--- SOURCE MATERIAL Enclosed Below ---

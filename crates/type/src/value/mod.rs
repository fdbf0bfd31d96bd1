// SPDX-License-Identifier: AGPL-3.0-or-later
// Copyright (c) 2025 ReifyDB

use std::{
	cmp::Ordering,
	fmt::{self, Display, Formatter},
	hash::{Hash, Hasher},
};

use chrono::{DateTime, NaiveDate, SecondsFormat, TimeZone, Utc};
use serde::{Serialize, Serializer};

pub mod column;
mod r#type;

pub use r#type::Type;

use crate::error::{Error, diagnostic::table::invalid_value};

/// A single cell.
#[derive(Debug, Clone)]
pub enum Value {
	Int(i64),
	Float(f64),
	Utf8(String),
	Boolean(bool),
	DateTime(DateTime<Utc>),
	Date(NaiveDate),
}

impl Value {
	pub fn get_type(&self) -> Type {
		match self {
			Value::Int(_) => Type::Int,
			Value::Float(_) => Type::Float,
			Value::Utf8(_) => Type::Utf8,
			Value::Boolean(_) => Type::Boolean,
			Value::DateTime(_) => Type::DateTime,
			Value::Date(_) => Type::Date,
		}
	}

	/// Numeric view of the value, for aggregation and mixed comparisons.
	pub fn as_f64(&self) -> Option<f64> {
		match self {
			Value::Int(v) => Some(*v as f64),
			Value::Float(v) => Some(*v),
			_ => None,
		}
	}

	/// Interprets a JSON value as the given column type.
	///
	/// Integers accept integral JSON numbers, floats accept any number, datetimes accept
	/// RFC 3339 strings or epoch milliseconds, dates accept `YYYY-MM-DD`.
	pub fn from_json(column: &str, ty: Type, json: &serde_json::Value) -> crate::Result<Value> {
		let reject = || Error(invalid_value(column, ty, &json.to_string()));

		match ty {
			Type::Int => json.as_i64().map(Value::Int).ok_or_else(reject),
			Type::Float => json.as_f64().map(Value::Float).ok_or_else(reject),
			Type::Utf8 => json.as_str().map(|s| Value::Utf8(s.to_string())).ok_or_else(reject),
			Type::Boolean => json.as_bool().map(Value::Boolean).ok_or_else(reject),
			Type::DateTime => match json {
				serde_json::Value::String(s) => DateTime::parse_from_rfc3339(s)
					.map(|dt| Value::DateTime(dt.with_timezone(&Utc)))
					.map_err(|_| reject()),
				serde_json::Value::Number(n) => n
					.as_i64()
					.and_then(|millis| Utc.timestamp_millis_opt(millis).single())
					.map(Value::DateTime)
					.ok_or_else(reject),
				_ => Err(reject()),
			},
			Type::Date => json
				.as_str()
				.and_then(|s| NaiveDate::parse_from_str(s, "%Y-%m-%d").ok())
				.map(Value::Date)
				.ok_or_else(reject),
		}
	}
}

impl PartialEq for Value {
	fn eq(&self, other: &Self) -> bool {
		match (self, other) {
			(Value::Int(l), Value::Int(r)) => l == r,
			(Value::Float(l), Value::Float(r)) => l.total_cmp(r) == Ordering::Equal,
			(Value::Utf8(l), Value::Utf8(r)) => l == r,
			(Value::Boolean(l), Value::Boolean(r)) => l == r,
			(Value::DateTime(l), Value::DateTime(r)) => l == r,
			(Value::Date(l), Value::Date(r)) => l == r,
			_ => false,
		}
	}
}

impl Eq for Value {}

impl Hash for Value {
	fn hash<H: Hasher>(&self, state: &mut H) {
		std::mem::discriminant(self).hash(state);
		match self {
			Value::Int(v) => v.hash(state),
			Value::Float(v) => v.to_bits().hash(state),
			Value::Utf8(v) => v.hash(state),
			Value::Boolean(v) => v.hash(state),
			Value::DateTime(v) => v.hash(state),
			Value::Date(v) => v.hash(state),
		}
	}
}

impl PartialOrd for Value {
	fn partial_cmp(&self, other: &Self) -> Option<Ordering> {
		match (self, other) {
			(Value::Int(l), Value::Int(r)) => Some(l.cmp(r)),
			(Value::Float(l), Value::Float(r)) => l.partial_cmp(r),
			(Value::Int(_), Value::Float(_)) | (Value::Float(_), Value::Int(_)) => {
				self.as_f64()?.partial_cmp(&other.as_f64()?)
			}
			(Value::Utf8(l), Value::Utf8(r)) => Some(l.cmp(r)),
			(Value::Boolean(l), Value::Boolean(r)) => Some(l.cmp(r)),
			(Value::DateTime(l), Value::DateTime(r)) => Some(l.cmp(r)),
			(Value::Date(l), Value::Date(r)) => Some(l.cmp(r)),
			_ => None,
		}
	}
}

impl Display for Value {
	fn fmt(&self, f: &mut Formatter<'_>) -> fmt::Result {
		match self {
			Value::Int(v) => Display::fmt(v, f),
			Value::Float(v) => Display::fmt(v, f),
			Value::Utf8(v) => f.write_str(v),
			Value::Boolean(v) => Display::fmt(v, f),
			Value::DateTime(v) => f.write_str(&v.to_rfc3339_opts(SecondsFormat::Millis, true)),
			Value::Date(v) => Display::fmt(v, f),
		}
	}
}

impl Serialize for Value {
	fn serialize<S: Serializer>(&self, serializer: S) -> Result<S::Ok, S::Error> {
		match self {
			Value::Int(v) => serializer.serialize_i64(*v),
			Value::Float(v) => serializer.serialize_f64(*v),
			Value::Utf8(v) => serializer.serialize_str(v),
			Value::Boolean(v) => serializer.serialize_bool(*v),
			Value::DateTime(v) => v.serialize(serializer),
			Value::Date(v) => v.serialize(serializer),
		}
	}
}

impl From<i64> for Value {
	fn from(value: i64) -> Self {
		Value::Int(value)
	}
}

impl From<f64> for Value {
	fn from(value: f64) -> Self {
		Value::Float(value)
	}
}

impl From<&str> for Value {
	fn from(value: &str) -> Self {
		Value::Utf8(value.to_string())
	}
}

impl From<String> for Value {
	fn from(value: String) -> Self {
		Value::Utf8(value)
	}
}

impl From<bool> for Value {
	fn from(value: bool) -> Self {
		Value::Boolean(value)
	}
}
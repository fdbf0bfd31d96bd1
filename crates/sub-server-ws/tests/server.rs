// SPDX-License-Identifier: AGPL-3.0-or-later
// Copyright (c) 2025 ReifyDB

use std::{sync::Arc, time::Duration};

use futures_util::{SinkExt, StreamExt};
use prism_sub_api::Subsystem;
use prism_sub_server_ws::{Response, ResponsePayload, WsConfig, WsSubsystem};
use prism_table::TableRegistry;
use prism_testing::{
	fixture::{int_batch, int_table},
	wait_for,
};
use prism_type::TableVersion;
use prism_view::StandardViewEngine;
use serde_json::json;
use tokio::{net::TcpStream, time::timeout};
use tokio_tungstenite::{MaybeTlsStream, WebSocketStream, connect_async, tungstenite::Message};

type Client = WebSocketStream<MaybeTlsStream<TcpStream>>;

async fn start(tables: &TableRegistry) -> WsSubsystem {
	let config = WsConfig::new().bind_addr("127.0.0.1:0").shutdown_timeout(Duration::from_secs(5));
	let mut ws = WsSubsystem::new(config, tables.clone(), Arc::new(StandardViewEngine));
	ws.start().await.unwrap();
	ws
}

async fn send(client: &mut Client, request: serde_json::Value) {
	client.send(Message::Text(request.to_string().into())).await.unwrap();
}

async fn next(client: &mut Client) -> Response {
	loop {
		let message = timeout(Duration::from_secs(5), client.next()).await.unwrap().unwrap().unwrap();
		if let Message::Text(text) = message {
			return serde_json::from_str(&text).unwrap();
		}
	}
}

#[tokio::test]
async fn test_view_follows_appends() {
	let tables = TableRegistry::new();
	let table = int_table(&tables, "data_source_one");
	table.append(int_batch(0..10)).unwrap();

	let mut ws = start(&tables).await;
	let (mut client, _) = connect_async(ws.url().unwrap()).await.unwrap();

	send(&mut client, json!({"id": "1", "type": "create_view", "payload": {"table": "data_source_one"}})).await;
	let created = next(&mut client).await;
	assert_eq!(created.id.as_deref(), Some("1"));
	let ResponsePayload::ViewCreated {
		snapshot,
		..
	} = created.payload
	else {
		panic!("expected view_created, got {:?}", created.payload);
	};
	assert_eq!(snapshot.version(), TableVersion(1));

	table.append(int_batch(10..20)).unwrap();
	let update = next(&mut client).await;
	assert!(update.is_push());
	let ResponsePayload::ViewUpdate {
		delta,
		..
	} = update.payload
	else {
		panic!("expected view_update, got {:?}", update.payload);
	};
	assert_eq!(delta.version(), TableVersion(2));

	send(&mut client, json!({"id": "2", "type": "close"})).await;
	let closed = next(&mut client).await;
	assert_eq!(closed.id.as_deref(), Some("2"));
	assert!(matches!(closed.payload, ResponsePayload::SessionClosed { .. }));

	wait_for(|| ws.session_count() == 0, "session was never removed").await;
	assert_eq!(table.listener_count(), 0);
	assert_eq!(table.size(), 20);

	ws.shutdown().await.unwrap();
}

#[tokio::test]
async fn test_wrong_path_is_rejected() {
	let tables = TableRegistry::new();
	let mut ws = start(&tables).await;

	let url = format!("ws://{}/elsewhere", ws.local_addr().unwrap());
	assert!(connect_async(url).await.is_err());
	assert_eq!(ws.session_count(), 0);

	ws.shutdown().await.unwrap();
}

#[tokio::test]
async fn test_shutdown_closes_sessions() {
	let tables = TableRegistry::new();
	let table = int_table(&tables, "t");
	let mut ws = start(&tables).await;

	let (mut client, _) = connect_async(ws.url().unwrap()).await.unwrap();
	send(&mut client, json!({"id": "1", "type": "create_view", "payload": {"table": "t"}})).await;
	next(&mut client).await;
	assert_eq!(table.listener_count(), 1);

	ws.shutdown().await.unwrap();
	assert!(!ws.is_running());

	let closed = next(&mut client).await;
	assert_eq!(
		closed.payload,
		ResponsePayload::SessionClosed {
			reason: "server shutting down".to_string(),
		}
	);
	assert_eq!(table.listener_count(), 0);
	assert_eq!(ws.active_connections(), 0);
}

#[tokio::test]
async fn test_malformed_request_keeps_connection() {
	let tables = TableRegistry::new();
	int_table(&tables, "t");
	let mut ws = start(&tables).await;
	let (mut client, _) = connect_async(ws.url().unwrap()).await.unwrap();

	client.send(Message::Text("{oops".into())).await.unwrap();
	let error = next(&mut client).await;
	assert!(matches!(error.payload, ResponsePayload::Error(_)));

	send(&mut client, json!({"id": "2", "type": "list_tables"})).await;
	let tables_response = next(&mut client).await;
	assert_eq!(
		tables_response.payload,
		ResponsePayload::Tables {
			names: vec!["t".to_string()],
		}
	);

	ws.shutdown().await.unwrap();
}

--- End of Enclosed SOURCE MATERIAL ---

TASK TO COMPLETE: If a line of the listing contains the string "panic", count it; then report the total alone.

YOUR RESPONSE: 2